Task requirements:
Once you find the line containing "driver.shutdown();", output it and every line after it to the end of the records, exactly.

------ Exercise data

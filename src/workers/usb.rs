//! USB worker: owns the controller board and applies motor output.
//!
//! The board is the one mandatory resource in the system. Failing to open
//! it within the retry budget, or any motor write failure afterwards, raises
//! the stop flag; the rest of the daemon shuts down behind it.
//!
//! Safety behavior is deliberately redundant with the controller worker:
//! even if the controller wedges, this loop still forces zero motors when
//! the system is disarmed or the command watchdog expires.

use crate::board::BoardDriver;
use crate::core::time::{Timestamps, now_mono_s};
use crate::core::types::{EventSample, EventType, MotorCmdSample, MotorCommands, StateSample};
use crate::shared::{SharedState, cmd_timed_out};
use crate::sync::{RateLimiter, StopFlag};
use std::sync::Arc;
use std::thread;
use std::time::Duration;

/// Upper bound on hardware events executed per cycle, so a burst of beeps
/// cannot delay the motor/state path
const MAX_HW_EVENTS_PER_CYCLE: usize = 8;

/// Zero-motor frames sent on shutdown, spaced 10 ms apart
const SHUTDOWN_ZERO_BURST: usize = 5;

pub struct UsbWorker {
    sh: Arc<SharedState>,
    stop: Arc<StopFlag>,
}

impl UsbWorker {
    pub fn new(sh: Arc<SharedState>, stop: Arc<StopFlag>) -> Self {
        Self { sh, stop }
    }

    pub fn run(self) {
        let cfg = self.sh.config();

        let mut driver = match BoardDriver::connect(&cfg.serial_dev, cfg.serial_baud) {
            Ok(d) => d,
            Err(e) => {
                log::error!(
                    "Cannot open board on {}@{}: {}",
                    cfg.serial_dev,
                    cfg.serial_baud,
                    e
                );
                self.sh.mark_fatal();
                self.stop.request_stop();
                return;
            }
        };

        if let Err(e) = driver.start() {
            log::error!("Cannot start board reader: {}", e);
            self.sh.mark_fatal();
            self.stop.request_stop();
            return;
        }

        if let Err(e) = driver.set_auto_report(true, false) {
            log::error!("Cannot enable board auto-report: {}", e);
            self.bump_serial_errors();
            self.sh.mark_fatal();
            self.stop.request_stop();
            return;
        }
        // Reply is parsed and logged by the reader thread
        let _ = driver.request_version();

        log::info!("USB worker started on {}", cfg.serial_dev);

        let mut rate = RateLimiter::new(cfg.usb_hz);
        let mut state_seq: u32 = 0;
        let mut cmd_seq: u32 = 0;
        let mut last_timeout_warn_s: f64 = f64::NEG_INFINITY;

        while !self.stop.stop_requested() {
            let cfg = self.sh.config();
            rate.set_hz(cfg.usb_hz);

            let mut motors = self.sh.latest_motor_cmd_request.load_or_default();

            let sys = self.sh.system_state.load_or_default();
            if !sys.running {
                motors = MotorCommands::ZERO;
            }

            // Watchdog: stale commands force zero regardless of what the
            // controller last requested
            if cfg.usb_timeout_mode == crate::config::TimeoutMode::Enforce {
                let now = now_mono_s();
                let last_rx = self.sh.last_cmd_rx_mono_s();
                if cmd_timed_out(last_rx, now, cfg.cmd_timeout_s) {
                    motors = MotorCommands::ZERO;
                    if now - last_timeout_warn_s >= 1.0 {
                        last_timeout_warn_s = now;
                        log::warn!(
                            "Command timeout: {:.3}s since last command (> {:.3}s), motors zeroed",
                            now - last_rx,
                            cfg.cmd_timeout_s
                        );
                    }
                }
            }

            if let Err(e) = driver.set_motor(motors) {
                log::error!("Motor write failed: {}", e);
                self.bump_serial_errors();
                self.sh.mark_fatal();
                self.stop.request_stop();
                break;
            }

            // Bounded one-shot hardware events (beep)
            self.sh.event_cmd_q.drain(MAX_HW_EVENTS_PER_CYCLE, |ev| {
                if ev.kind == EventType::Beep
                    && let Err(e) = driver.set_beep(ev.data0 as u16)
                {
                    log::warn!("Beep write failed: {}", e);
                    self.bump_serial_errors();
                }
                self.sh.event_ring.push_overwrite(EventSample {
                    ts: Timestamps::now(),
                    ev,
                });
            });

            // Publish the sensor snapshot
            let st = driver.snapshot();
            self.sh.latest_state.store(st);
            state_seq = state_seq.wrapping_add(1);
            self.sh.state_ring.push_overwrite(StateSample {
                ts: Timestamps::now(),
                seq: state_seq,
                st,
            });

            // Record the command actually applied this cycle
            cmd_seq = cmd_seq.wrapping_add(1);
            self.sh.cmd_ring.push_overwrite(MotorCmdSample {
                ts: Timestamps::now(),
                seq: cmd_seq,
                motors,
            });

            rate.sleep();
        }

        // Last write could be lost on a dying link: repeat the zero command
        for _ in 0..SHUTDOWN_ZERO_BURST {
            if driver.set_motor(MotorCommands::ZERO).is_err() {
                break;
            }
            thread::sleep(Duration::from_millis(10));
        }
        driver.shutdown();

        log::info!("USB worker stopped (motors zeroed)");
    }

    fn bump_serial_errors(&self) {
        self.sh
            .serial_errors
            .fetch_add(1, std::sync::atomic::Ordering::Relaxed);
    }
}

------------

Response box:
        driver.shutdown();

        log::info!("USB worker stopped (motors zeroed)");
    }

    fn bump_serial_errors(&self) {
        self.sh
            .serial_errors
            .fetch_add(1, std::sync::atomic::Ordering::Relaxed);
    }
}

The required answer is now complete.